■ PROBLEM STATEMENT ■
Using the data below, please return every line exactly as given.

Collected data:
⟨
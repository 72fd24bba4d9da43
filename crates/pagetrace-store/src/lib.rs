//! Storage contracts for session and website records.
//!
//! The collector and the aggregation routes only ever touch storage through
//! these traits, so the keyed-record backend can be swapped without touching
//! the handlers. [`MemoryStore`] is the bundled implementation.

use async_trait::async_trait;
use chrono::{DateTime, Utc};
use serde::Serialize;

use pagetrace_core::session::{Session, SessionExit};

pub mod memory;

pub use memory::MemoryStore;

#[derive(Debug, Clone, Serialize)]
pub struct Website {
    pub id: String,
    pub domain: String,
    /// Public token carried by the embed snippet, e.g. `P-9F2KQ...`.
    pub site_id: String,
    pub owner: String,
    pub created_at: DateTime<Utc>,
}

impl Website {
    pub fn new(domain: &str, owner: &str) -> Self {
        Self {
            id: uuid::Uuid::new_v4().to_string(),
            domain: domain.to_string(),
            site_id: generate_site_token(),
            owner: owner.to_string(),
            created_at: Utc::now(),
        }
    }
}

/// Generate a public site token: "P-" + 21 random upper-alphanumeric chars.
fn generate_site_token() -> String {
    use rand::Rng;
    const ALPHABET: &[u8] = b"ABCDEFGHIJKLMNOPQRSTUVWXYZ0123456789";
    let mut rng = rand::thread_rng();
    let token: String = (0..21)
        .map(|_| ALPHABET[rng.gen_range(0..ALPHABET.len())] as char)
        .collect();
    format!("P-{token}")
}

/// One durable row per session, keyed by `session_id`.
///
/// `create_session` is the idempotence seam: it must atomically either
/// insert the row or, when one already exists for the key, bump its
/// `last_heartbeat_at` — so a duplicate or racing `page_view` degenerates
/// to the heartbeat path instead of erroring or double-inserting.
#[async_trait]
pub trait SessionStore: Send + Sync + 'static {
    async fn find_session(&self, session_id: &str) -> anyhow::Result<Option<Session>>;

    /// Insert-or-touch keyed by `session_id`. Returns `true` when a new row
    /// was created, `false` when an existing row had its heartbeat bumped.
    async fn create_session(&self, session: Session) -> anyhow::Result<bool>;

    /// Bump `last_heartbeat_at` (monotonically). Returns `false` when no
    /// row matches — callers treat that as a silent no-op.
    async fn touch_heartbeat(&self, session_id: &str, at: DateTime<Utc>) -> anyhow::Result<bool>;

    /// Record the exit fields. Returns `false` when no row matches.
    async fn record_exit(&self, session_id: &str, exit: SessionExit) -> anyhow::Result<bool>;

    /// Sessions for a website with `entry_time` in the inclusive window.
    async fn sessions_in_window(
        &self,
        website_id: &str,
        from: DateTime<Utc>,
        to: DateTime<Utc>,
    ) -> anyhow::Result<Vec<Session>>;

    /// Sessions for a website with `last_heartbeat_at` at or after `since`.
    async fn sessions_active_since(
        &self,
        website_id: &str,
        since: DateTime<Utc>,
    ) -> anyhow::Result<Vec<Session>>;
}

/// Website registry. Provisioning is thin CRUD; the collector only reads it
/// via `find_website` to resolve a session's owner.
#[async_trait]
pub trait WebsiteStore: Send + Sync + 'static {
    /// Resolve by (domain, public site token) — the collector's guard
    /// against spoofed or stale snippets.
    async fn find_website(&self, domain: &str, site_id: &str)
        -> anyhow::Result<Option<Website>>;
    async fn find_website_by_domain(&self, domain: &str) -> anyhow::Result<Option<Website>>;
    async fn get_website(&self, id: &str) -> anyhow::Result<Option<Website>>;
    async fn create_website(&self, website: Website) -> anyhow::Result<()>;
    /// Newest first.
    async fn list_websites(&self) -> anyhow::Result<Vec<Website>>;
    async fn delete_website(&self, id: &str) -> anyhow::Result<bool>;
}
⟩
■ RESULT FOR THIS EXERCISE ■
repository 72fd24bba4d9da43
filename crates/pagetrace-store/src/lib.rs
//! Storage contracts for session and website records.
//!
//! The collector and the aggregation routes only ever touch storage through
//! these traits, so the keyed-record backend can be swapped without touching
//! the handlers. [`MemoryStore`] is the bundled implementation.

use async_trait::async_trait;
use chrono::{DateTime, Utc};
use serde::Serialize;

use pagetrace_core::session::{Session, SessionExit};

pub mod memory;

pub use memory::MemoryStore;

#[derive(Debug, Clone, Serialize)]
pub struct Website {
    pub id: String,
    pub domain: String,
    /// Public token carried by the embed snippet, e.g. `P-9F2KQ...`.
    pub site_id: String,
    pub owner: String,
    pub created_at: DateTime<Utc>,
}

impl Website {
    pub fn new(domain: &str, owner: &str) -> Self {
        Self {
            id: uuid::Uuid::new_v4().to_string(),
            domain: domain.to_string(),
            site_id: generate_site_token(),
            owner: owner.to_string(),
            created_at: Utc::now(),
        }
    }
}

/// Generate a public site token: "P-" + 21 random upper-alphanumeric chars.
fn generate_site_token() -> String {
    use rand::Rng;
    const ALPHABET: &[u8] = b"ABCDEFGHIJKLMNOPQRSTUVWXYZ0123456789";
    let mut rng = rand::thread_rng();
    let token: String = (0..21)
        .map(|_| ALPHABET[rng.gen_range(0..ALPHABET.len())] as char)
        .collect();
    format!("P-{token}")
}

/// One durable row per session, keyed by `session_id`.
///
/// `create_session` is the idempotence seam: it must atomically either
/// insert the row or, when one already exists for the key, bump its
/// `last_heartbeat_at` — so a duplicate or racing `page_view` degenerates
/// to the heartbeat path instead of erroring or double-inserting.
#[async_trait]
pub trait SessionStore: Send + Sync + 'static {
    async fn find_session(&self, session_id: &str) -> anyhow::Result<Option<Session>>;

    /// Insert-or-touch keyed by `session_id`. Returns `true` when a new row
    /// was created, `false` when an existing row had its heartbeat bumped.
    async fn create_session(&self, session: Session) -> anyhow::Result<bool>;

    /// Bump `last_heartbeat_at` (monotonically). Returns `false` when no
    /// row matches — callers treat that as a silent no-op.
    async fn touch_heartbeat(&self, session_id: &str, at: DateTime<Utc>) -> anyhow::Result<bool>;

    /// Record the exit fields. Returns `false` when no row matches.
    async fn record_exit(&self, session_id: &str, exit: SessionExit) -> anyhow::Result<bool>;

    /// Sessions for a website with `entry_time` in the inclusive window.
    async fn sessions_in_window(
        &self,
        website_id: &str,
        from: DateTime<Utc>,
        to: DateTime<Utc>,
    ) -> anyhow::Result<Vec<Session>>;

    /// Sessions for a website with `last_heartbeat_at` at or after `since`.
    async fn sessions_active_since(
        &self,
        website_id: &str,
        since: DateTime<Utc>,
    ) -> anyhow::Result<Vec<Session>>;
}

/// Website registry. Provisioning is thin CRUD; the collector only reads it
/// via `find_website` to resolve a session's owner.
#[async_trait]
pub trait WebsiteStore: Send + Sync + 'static {
    /// Resolve by (domain, public site token) — the collector's guard
    /// against spoofed or stale snippets.
    async fn find_website(&self, domain: &str, site_id: &str)
        -> anyhow::Result<Option<Website>>;
    async fn find_website_by_domain(&self, domain: &str) -> anyhow::Result<Option<Website>>;
    async fn get_website(&self, id: &str) -> anyhow::Result<Option<Website>>;
    async fn create_website(&self, website: Website) -> anyhow::Result<()>;
    /// Newest first.
    async fn list_websites(&self) -> anyhow::Result<Vec<Website>>;
    async fn delete_website(&self, id: &str) -> anyhow::Result<bool>;
}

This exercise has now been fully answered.